Supplied data:
───

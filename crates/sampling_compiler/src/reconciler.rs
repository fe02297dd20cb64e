//! Per-namespace reconciliation.
//!
//! One cycle is a full recompute: migrate legacy resources, snapshot the
//! namespace, run both engines, converge the processors, then write status
//! conditions. Nothing is cached between cycles, so namespaces can be
//! reconciled concurrently against the same store.

use crate::config::CompilerConfig;
use crate::error::{Error, Result};
use crate::handlers::ActionSet;
use crate::migration::{migrate_namespace, MigrationReport};
use crate::processor::{Processor, ProcessorEmitter, GLOBAL_SAMPLING};
use crate::rule_engine::{Contributor, RuleCompilation, RuleEngine};
use crate::status::{merge_outcomes, write_conditions, ActionOutcome, Outcome};
use crate::store::{ApplyOutcome, ApplyParams, ResourceStore};
use crate::tail_engine::{TailCompilation, TailEngine, TailTopology};
use sampling_actions::{Condition, ObjectRef};
use std::collections::BTreeMap;
use tracing::{error, info, warn};

/// A processor that should exist, with the resources that fed it.
#[derive(Debug, Clone, PartialEq)]
pub struct DesiredProcessor {
    /// Processor document.
    pub processor: Processor,
    /// Resources whose configuration is in the document.
    pub contributors: Vec<Contributor>,
}

/// Everything one cycle intends to write, computed without touching the store.
#[derive(Debug, Clone, PartialEq)]
pub struct Plan {
    /// Namespace of the plan.
    pub namespace: String,
    /// Rule engine output.
    pub rules: RuleCompilation,
    /// Tail engine output.
    pub tail: TailCompilation,
    /// Processors to create or patch, in converge order.
    pub desired: Vec<DesiredProcessor>,
    /// Names of processors to delete.
    pub stale: Vec<&'static str>,
    /// Disabled, invalid and superseded resources.
    pub outcomes: Vec<ActionOutcome>,
}

/// A converged processor.
#[derive(Debug, Clone, PartialEq)]
pub struct AppliedProcessor {
    /// Document as applied.
    pub processor: Processor,
    /// What the store did with it.
    pub outcome: ApplyOutcome,
}

/// Result of one reconciliation cycle.
#[derive(Debug, Clone, PartialEq)]
pub struct ReconcileReport {
    /// Namespace.
    pub namespace: String,
    /// Legacy resources migrated during this cycle.
    pub migration: MigrationReport,
    /// Tail-sampling topology.
    pub topology: TailTopology,
    /// Converged processors.
    pub applied: Vec<AppliedProcessor>,
    /// Processors deleted during this cycle.
    pub deleted: Vec<String>,
    /// Condition computed for every touched resource.
    pub conditions: BTreeMap<ObjectRef, Condition>,
    /// Status writes that failed.
    pub status_failures: usize,
}

impl ReconcileReport {
    /// Returns true if the cycle changed any stored object besides statuses.
    #[must_use]
    pub fn changed(&self) -> bool {
        !self.migration.is_noop()
            || !self.deleted.is_empty()
            || self
                .applied
                .iter()
                .any(|a| a.outcome != ApplyOutcome::Unchanged)
    }
}

/// Reconciles namespaces of one store.
pub struct Reconciler<'s> {
    store: &'s dyn ResourceStore,
    config: CompilerConfig,
    rules: RuleEngine,
    tail: TailEngine,
}

impl<'s> Reconciler<'s> {
    /// Creates a reconciler with the standard handler registry.
    #[must_use]
    pub fn new(store: &'s dyn ResourceStore, config: CompilerConfig) -> Self {
        Self {
            store,
            rules: RuleEngine::with_registry(config.latency_engine),
            tail: TailEngine::with_registry(config.latency_engine),
            config,
        }
    }

    /// Configuration in use.
    #[must_use]
    pub const fn config(&self) -> &CompilerConfig {
        &self.config
    }

    /// Computes the desired processors of a snapshot.
    ///
    /// A resource that fails validation in either engine is excluded from
    /// both.
    ///
    /// # Errors
    ///
    /// Returns an error if a processor config cannot be serialized.
    pub fn plan(&self, actions: &ActionSet) -> Result<Plan> {
        let namespace = actions.namespace();
        let rule_inputs = self.rules.collect(actions);
        let tail_inputs = self.tail.collect(actions);

        let mut excluded = rule_inputs.invalid_sources();
        excluded.extend(tail_inputs.invalid_sources());

        let rules = self.rules.compile(&rule_inputs, &excluded);
        let tail = self.tail.compile(&tail_inputs, &excluded);

        let mut desired = Vec::new();
        let mut stale = Vec::new();
        match rules.processor(namespace)? {
            Some(processor) => desired.push(DesiredProcessor {
                processor,
                contributors: rules.contributors.clone(),
            }),
            None => stale.push(GLOBAL_SAMPLING.name),
        }
        if let Some(processor) = tail.processor(namespace)? {
            desired.push(DesiredProcessor {
                processor,
                contributors: tail.contributors(),
            });
        }
        stale.extend(tail.stale_templates().iter().map(|t| t.name));

        let mut outcomes = rule_inputs.outcomes;
        outcomes.extend(tail_inputs.outcomes);
        outcomes.extend(tail.outcomes.iter().cloned());

        Ok(Plan {
            namespace: namespace.to_string(),
            rules,
            tail,
            desired,
            stale,
            outcomes,
        })
    }

    /// Runs one full cycle for a namespace.
    ///
    /// # Errors
    ///
    /// Returns the first store error. When a processor cannot be written, its
    /// contributors are marked `FailedToCreateProcessor` before returning.
    pub fn reconcile(&self, namespace: &str) -> Result<ReconcileReport> {
        let migration = if self.config.migrate_legacy {
            migrate_namespace(self.store, namespace)?
        } else {
            MigrationReport::default()
        };

        let actions = ActionSet::load(self.store, namespace)?;
        let plan = self.plan(&actions)?;
        let emitter = ProcessorEmitter::new(
            self.store,
            ApplyParams::new(self.config.field_manager.as_str()),
        );

        let mut outcomes = plan.outcomes.clone();
        let mut applied = Vec::new();
        for desired in &plan.desired {
            let name = desired.processor.name().to_string();
            match emitter.converge(&desired.processor) {
                Ok(outcome) => {
                    let compiled = Outcome::Compiled { processor: name };
                    outcomes.extend(contributor_outcomes(desired, &compiled));
                    applied.push(AppliedProcessor {
                        processor: desired.processor.clone(),
                        outcome,
                    });
                }
                Err(e) => {
                    error!("Failed to apply processor {}/{}: {}", namespace, name, e);
                    if !matches!(e, Error::Cancelled(_)) {
                        let message = format!("failed to create processor {name}: {e}");
                        outcomes.extend(contributor_outcomes(desired, &Outcome::Failed(message)));
                        write_conditions(self.store, &merge_outcomes(&outcomes));
                    }
                    return Err(e);
                }
            }
        }

        let mut deleted = Vec::new();
        for name in &plan.stale {
            if emitter.remove(namespace, name)? {
                deleted.push((*name).to_string());
            }
        }

        let conditions = merge_outcomes(&outcomes);
        let status_failures = write_conditions(self.store, &conditions);
        if status_failures > 0 {
            warn!(
                "{} status updates failed in namespace {}",
                status_failures, namespace
            );
        }

        info!(
            "Reconciled namespace {}: {} processors, {} deleted, {} resources",
            namespace,
            applied.len(),
            deleted.len(),
            conditions.len()
        );

        Ok(ReconcileReport {
            namespace: namespace.to_string(),
            migration,
            topology: plan.tail.topology,
            applied,
            deleted,
            conditions,
            status_failures,
        })
    }

    /// Reconciles every namespace of the store, one thread per namespace.
    ///
    /// A failing namespace does not stop the others.
    ///
    /// # Errors
    ///
    /// Returns an error if the namespaces cannot be listed.
    pub fn reconcile_all(&self) -> Result<BTreeMap<String, Result<ReconcileReport>>> {
        let namespaces = self.store.namespaces()?;
        let results: BTreeMap<_, _> = std::thread::scope(|scope| {
            let handles: Vec<_> = namespaces
                .iter()
                .map(|namespace| (namespace, scope.spawn(move || self.reconcile(namespace))))
                .collect();
            handles
                .into_iter()
                .map(|(namespace, handle)| {
                    let result = handle.join().unwrap_or_else(|_| {
                        Err(Error::Unavailable(format!(
                            "reconciliation of namespace {namespace} panicked"
                        )))
                    });
                    (namespace.clone(), result)
                })
                .collect()
        });
        Ok(results)
    }
}

fn contributor_outcomes(desired: &DesiredProcessor, outcome: &Outcome) -> Vec<ActionOutcome> {
    desired
        .contributors
        .iter()
        .map(|c| ActionOutcome::new(c.target.clone(), c.generation, outcome.clone()))
        .collect()
}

───

Prompt: Scanning the data above, copy out every line where "RuleCompilation" is found.

Result for this exercise:
use crate::rule_engine::{Contributor, RuleCompilation, RuleEngine};
    pub rules: RuleCompilation,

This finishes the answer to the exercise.